Great footwear doesn’t just fill a slot on a range-planning board or chase trends—great shoes are built on a foundation of Strategy and Creative Direction. They start with a clear “why” that aligns brand values, market needs, and performance goals.
Footwear design may seem simple, but creating the right shoe takes vision, purpose, and expertise.
“Don’t need to exist” imo anything with Kanye attached.
My favorite shoes right now are from GoRuck. Apparently they made them for middle-aged guys to walk around in, and carry heavy things, which is basically ‘life’. I have two pairs of lows and a newer set of boots. I think they were made with a clear purpose and have done their job superbly. GoRuck probably makes more $ on backpacks though.
I don’t know too much about GoRuck. But I’ve heard good things.
There’s a lot of shoes out there. Even in speciality markets like run. Even within a brand. Sometimes I go to a brand website and I’m shocked at the sheer number of near identical styles (not even counting colorways) that exist. When you consider most are just for casual sneaker wear and not differentiated it’s nuts. If they were unique products for unique sports I would get it. But 50 different styles of shoes that kind of look like running shoes but aren’t fit for running???
I’m still waiting on something, anything that is not a narcissistic rant. Sorry you don’t like getting called on bullshit. Poor baby.
Do you actually have any of these pesky things called facts (I know folks like you confuse the word fact with fake, so do your best) that support UA is “struggling”? Anything that is not the world according to the resident super shoe designer.
You know, for someone who doesn’t “care what I think”, you spend a lot of time responding to what I think.
Great article. Didja read it? It is actually how the company overall performs and its lack of identity. It’s meteoric rise has stalled. You probably think that is the first time any company has gone through that. There is zip, zero, nada in that article that pertains to your ego-driven claim of being the arbiter of good and bad shoe design.
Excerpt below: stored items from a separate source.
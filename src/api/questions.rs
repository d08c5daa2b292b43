use axum::{
    extract::{Path, State},
    http::StatusCode,
    routing::get,
    Json, Router,
};
use uuid::Uuid;
use validator::Validate;

use crate::api::course_tests::load_managed as load_managed_test;
use crate::api::errors::ApiError;
use crate::api::guards::CurrentActor;
use crate::core::state::AppState;
use crate::core::time::primitive_now_utc;
use crate::db::models::Question;
use crate::repositories;
use crate::repositories::questions::CreateQuestion;
use crate::schemas::question::{QuestionInput, QuestionResponse};
use crate::services::access::Actor;
use crate::services::publishing;
use crate::services::question_rules::validate_question;

/// Routes under `/tests/:test_id`.
pub(crate) fn test_router() -> Router<AppState> {
    Router::new().route("/:test_id/questions", get(list_questions).post(create_question))
}

pub(crate) fn router() -> Router<AppState> {
    Router::new().route(
        "/:question_id",
        get(get_question).put(update_question).delete(delete_question),
    )
}

async fn list_questions(
    Path(test_id): Path<String>,
    CurrentActor(actor): CurrentActor,
    State(state): State<AppState>,
) -> Result<Json<Vec<QuestionResponse>>, ApiError> {
    load_managed_test(&state, &actor, &test_id).await?;

    let questions = repositories::questions::list_by_test(state.db(), &test_id)
        .await
        .map_err(|e| ApiError::internal(e, "Failed to list questions"))?;
    let options = repositories::questions::list_options_by_test(state.db(), &test_id)
        .await
        .map_err(|e| ApiError::internal(e, "Failed to list answer options"))?;

    Ok(Json(
        questions
            .into_iter()
            .map(|question| QuestionResponse::from_db(question, &options))
            .collect(),
    ))
}

async fn create_question(
    Path(test_id): Path<String>,
    CurrentActor(actor): CurrentActor,
    State(state): State<AppState>,
    Json(payload): Json<QuestionInput>,
) -> Result<(StatusCode, Json<QuestionResponse>), ApiError> {
    payload.validate().map_err(|e| ApiError::BadRequest(e.to_string()))?;
    let new_options = payload.new_options();
    validate_question(payload.kind, &payload.text, payload.points, &new_options)?;
    load_managed_test(&state, &actor, &test_id).await?;

    let question_id = Uuid::new_v4().to_string();
    let mut tx =
        state.db().begin().await.map_err(|e| ApiError::internal(e, "Failed to start transaction"))?;
    let question = repositories::questions::create(
        &mut tx,
        CreateQuestion {
            id: &question_id,
            test_id: &test_id,
            text: payload.text.trim(),
            kind: payload.kind,
            points: payload.points,
            now: primitive_now_utc(),
        },
        &new_options,
    )
    .await
    .map_err(|e| ApiError::internal(e, "Failed to create question"))?;
    tx.commit().await.map_err(|e| ApiError::internal(e, "Failed to commit question"))?;

    tracing::info!(
        user_id = %actor.id,
        test_id = %test_id,
        question_id = %question.id,
        options = new_options.len(),
        action = "question_create",
        "Question created"
    );

    Ok((StatusCode::CREATED, Json(question_response(&state, question).await?)))
}

async fn get_question(
    Path(question_id): Path<String>,
    CurrentActor(actor): CurrentActor,
    State(state): State<AppState>,
) -> Result<Json<QuestionResponse>, ApiError> {
    let question = load_managed(&state, &actor, &question_id).await?;
    Ok(Json(question_response(&state, question).await?))
}

async fn update_question(
    Path(question_id): Path<String>,
    CurrentActor(actor): CurrentActor,
    State(state): State<AppState>,
    Json(payload): Json<QuestionInput>,
) -> Result<Json<QuestionResponse>, ApiError> {
    payload.validate().map_err(|e| ApiError::BadRequest(e.to_string()))?;
    let new_options = payload.new_options();
    validate_question(payload.kind, &payload.text, payload.points, &new_options)?;
    load_managed(&state, &actor, &question_id).await?;

    let mut tx =
        state.db().begin().await.map_err(|e| ApiError::internal(e, "Failed to start transaction"))?;
    let question = repositories::questions::update(
        &mut tx,
        &question_id,
        payload.text.trim(),
        payload.kind,
        payload.points,
        &new_options,
        primitive_now_utc(),
    )
    .await
    .map_err(|e| ApiError::internal(e, "Failed to update question"))?
    .ok_or_else(|| ApiError::NotFound("Question not found".to_string()))?;
    tx.commit().await.map_err(|e| ApiError::internal(e, "Failed to commit question"))?;

    tracing::info!(
        user_id = %actor.id,
        question_id = %question_id,
        options = new_options.len(),
        action = "question_update",
        "Question updated"
    );

    Ok(Json(question_response(&state, question).await?))
}

async fn delete_question(
    Path(question_id): Path<String>,
    CurrentActor(actor): CurrentActor,
    State(state): State<AppState>,
) -> Result<StatusCode, ApiError> {
    let question = load_managed(&state, &actor, &question_id).await?;
    let test = repositories::course_tests::find_by_id(state.db(), &question.test_id)
        .await
        .map_err(|e| ApiError::internal(e, "Failed to fetch test"))?
        .ok_or_else(|| ApiError::NotFound("Question not found".to_string()))?;

    let mut tx =
        state.db().begin().await.map_err(|e| ApiError::internal(e, "Failed to start transaction"))?;
    repositories::subjects::lock_by_id(&mut *tx, &test.subject_id)
        .await
        .map_err(|e| ApiError::internal(e, "Failed to lock subject"))?;
    let locked = repositories::course_tests::lock_by_id(&mut *tx, &test.id)
        .await
        .map_err(|e| ApiError::internal(e, "Failed to lock test"))?
        .ok_or_else(|| ApiError::NotFound("Question not found".to_string()))?;
    let deleted = repositories::questions::delete(&mut tx, &question_id, &test.id)
        .await
        .map_err(|e| ApiError::internal(e, "Failed to delete question"))?;
    if !deleted {
        return Err(ApiError::NotFound("Question not found".to_string()));
    }

    // A published test must keep at least one question.
    let remaining = repositories::course_tests::count_questions(&mut *tx, &test.id)
        .await
        .map_err(|e| ApiError::internal(e, "Failed to count questions"))?;
    if publishing::evaluate_test(locked.status, remaining).is_err() {
        tracing::info!(
            user_id = %actor.id,
            question_id = %question_id,
            test_id = %test.id,
            "Question delete rejected: last question of a published test"
        );
        return Err(ApiError::Conflict(
            "Cannot delete the last question of a published test".to_string(),
        ));
    }
    tx.commit().await.map_err(|e| ApiError::internal(e, "Failed to commit question delete"))?;

    tracing::info!(
        user_id = %actor.id,
        question_id = %question_id,
        test_id = %test.id,
        action = "question_delete",
        "Question deleted"
    );
    Ok(StatusCode::NO_CONTENT)
}

async fn load_managed(
    state: &AppState,
    actor: &Actor,
    question_id: &str,
) -> Result<Question, ApiError> {
    let question = repositories::questions::find_by_id(state.db(), question_id)
        .await
        .map_err(|e| ApiError::internal(e, "Failed to fetch question"))?
        .ok_or_else(|| ApiError::NotFound("Question not found".to_string()))?;
    load_managed_test(state, actor, &question.test_id).await?;
    Ok(question)
}

async fn question_response(
    state: &AppState,
    question: Question,
) -> Result<QuestionResponse, ApiError> {
    let options = repositories::questions::list_options(state.db(), &question.id)
        .await
        .map_err(|e| ApiError::internal(e, "Failed to list answer options"))?;
    Ok(QuestionResponse::from_db(question, &options))
}

#[cfg(test)]
mod tests;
So I will patiently wait for something that you post is relevant. The current over under is, well, never.
I don’t know who that person is. This is old news.
Nike installed a new CEO with big plans for a return to performance. I’ve seen most of the 2025/6 Nike running shoes and I predict they will be have a much better market position and showing positive returns for stockholders a year from now.
The top 2 Men’s performances today (incl. US record) at the Houston Marathon were in the Alphalfy.
Nike (and adidas) still share the majority of podiums.
Newbie and social trend driven runners don’t make the entirety of the market.
Kyla, pop culture economic “influencer”. Whoops yeah 6mo old clip.
What’s the majority of the running shoe market if not podiums or socials? Nurses, regular dudes wearing sneakers to the office, folks doing 3 miles a week on a treadmill.